● **Your goal**: If a line in the listing below contains "ZeroUncapStep", return that line.

[Data shown — start]

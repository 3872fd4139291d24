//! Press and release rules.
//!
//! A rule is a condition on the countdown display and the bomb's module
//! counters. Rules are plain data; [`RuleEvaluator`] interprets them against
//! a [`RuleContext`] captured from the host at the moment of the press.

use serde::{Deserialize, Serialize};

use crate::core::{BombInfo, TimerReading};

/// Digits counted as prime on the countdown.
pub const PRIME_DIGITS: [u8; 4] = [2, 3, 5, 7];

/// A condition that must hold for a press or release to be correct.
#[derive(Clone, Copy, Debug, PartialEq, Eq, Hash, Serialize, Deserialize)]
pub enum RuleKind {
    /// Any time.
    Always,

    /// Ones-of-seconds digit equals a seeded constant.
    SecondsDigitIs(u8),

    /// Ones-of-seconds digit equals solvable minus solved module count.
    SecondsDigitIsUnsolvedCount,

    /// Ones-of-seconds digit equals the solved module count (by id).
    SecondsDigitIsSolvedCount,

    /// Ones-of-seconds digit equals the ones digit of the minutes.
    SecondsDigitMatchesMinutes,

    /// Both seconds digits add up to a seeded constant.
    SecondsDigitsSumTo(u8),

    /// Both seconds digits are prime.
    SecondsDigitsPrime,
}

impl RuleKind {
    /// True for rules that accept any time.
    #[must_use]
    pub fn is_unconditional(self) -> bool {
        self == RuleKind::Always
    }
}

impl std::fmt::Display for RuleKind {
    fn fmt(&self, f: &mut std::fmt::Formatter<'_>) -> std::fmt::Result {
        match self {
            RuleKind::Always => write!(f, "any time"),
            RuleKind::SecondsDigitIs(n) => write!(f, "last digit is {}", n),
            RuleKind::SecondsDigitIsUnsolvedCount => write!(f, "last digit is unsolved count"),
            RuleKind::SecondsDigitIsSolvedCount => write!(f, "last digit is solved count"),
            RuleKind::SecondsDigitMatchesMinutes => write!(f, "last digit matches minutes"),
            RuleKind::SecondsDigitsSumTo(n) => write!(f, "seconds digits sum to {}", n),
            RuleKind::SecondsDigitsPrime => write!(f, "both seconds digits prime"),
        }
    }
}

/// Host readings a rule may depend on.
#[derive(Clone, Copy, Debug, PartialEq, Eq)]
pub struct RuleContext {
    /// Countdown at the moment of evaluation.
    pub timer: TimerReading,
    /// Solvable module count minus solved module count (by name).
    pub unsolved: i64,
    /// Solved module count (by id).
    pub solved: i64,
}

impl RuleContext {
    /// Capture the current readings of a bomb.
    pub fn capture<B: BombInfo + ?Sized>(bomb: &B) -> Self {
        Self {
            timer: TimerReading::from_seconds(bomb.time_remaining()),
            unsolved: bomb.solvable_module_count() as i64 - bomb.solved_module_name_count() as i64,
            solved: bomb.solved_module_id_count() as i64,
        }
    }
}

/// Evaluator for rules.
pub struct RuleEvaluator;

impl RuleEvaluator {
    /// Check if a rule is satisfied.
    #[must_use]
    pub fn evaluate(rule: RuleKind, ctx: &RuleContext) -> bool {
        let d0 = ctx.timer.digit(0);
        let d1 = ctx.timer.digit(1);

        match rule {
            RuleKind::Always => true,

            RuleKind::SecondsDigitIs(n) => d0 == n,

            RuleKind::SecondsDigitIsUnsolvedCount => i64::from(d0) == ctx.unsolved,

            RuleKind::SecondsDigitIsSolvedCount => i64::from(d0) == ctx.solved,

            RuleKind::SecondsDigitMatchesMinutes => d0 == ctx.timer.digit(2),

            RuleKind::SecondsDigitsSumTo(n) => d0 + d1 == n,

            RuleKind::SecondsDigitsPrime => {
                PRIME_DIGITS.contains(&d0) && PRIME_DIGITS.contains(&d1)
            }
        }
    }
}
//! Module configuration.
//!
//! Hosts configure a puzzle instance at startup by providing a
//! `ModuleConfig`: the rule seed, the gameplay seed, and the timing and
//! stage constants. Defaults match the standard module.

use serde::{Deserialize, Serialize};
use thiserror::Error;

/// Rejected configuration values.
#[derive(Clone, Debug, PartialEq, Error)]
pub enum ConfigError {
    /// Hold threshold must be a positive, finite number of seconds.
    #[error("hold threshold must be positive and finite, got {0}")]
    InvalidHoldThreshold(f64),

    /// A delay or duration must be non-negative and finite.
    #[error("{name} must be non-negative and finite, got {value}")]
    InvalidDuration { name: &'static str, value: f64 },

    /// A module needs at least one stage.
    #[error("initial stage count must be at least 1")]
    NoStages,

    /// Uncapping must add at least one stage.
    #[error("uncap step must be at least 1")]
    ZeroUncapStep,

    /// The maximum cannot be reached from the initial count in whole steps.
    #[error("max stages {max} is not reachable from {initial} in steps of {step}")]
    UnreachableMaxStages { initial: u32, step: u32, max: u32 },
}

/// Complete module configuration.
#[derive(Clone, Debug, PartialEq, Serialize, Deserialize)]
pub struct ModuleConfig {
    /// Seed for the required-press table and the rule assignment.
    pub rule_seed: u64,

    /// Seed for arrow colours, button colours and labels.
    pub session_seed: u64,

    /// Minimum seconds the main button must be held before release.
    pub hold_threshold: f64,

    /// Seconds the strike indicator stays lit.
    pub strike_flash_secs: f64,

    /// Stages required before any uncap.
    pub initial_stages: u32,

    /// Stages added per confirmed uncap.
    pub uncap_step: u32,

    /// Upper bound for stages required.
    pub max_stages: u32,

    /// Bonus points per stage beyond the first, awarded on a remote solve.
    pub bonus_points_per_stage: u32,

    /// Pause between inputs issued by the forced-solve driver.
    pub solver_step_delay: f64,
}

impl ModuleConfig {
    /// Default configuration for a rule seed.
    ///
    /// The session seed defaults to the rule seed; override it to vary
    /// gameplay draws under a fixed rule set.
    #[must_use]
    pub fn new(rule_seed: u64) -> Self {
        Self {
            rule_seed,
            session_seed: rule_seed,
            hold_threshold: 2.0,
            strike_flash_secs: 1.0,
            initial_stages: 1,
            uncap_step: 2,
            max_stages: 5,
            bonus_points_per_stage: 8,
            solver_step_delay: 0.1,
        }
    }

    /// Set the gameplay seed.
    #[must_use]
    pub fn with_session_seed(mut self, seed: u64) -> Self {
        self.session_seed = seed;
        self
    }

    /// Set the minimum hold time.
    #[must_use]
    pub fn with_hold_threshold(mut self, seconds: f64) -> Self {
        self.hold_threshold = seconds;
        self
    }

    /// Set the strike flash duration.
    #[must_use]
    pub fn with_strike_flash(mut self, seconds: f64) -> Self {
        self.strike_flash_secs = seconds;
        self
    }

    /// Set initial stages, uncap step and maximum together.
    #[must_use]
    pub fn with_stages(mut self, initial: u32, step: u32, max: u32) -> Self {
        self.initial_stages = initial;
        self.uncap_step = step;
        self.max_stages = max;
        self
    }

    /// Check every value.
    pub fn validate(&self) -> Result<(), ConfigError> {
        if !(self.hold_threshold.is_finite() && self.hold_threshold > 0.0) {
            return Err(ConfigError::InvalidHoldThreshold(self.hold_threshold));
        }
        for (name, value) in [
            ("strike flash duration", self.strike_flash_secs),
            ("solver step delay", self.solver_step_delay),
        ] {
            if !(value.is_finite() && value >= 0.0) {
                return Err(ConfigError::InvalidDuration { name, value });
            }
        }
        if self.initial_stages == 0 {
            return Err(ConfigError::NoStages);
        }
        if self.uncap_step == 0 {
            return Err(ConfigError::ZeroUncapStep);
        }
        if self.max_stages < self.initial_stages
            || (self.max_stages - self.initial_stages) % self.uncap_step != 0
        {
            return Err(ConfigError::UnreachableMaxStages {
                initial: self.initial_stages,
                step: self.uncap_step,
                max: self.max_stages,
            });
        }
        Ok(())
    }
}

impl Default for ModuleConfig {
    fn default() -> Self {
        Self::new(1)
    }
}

[Data shown — finish]

● **Task solution**:
    ZeroUncapStep,
            return Err(ConfigError::ZeroUncapStep);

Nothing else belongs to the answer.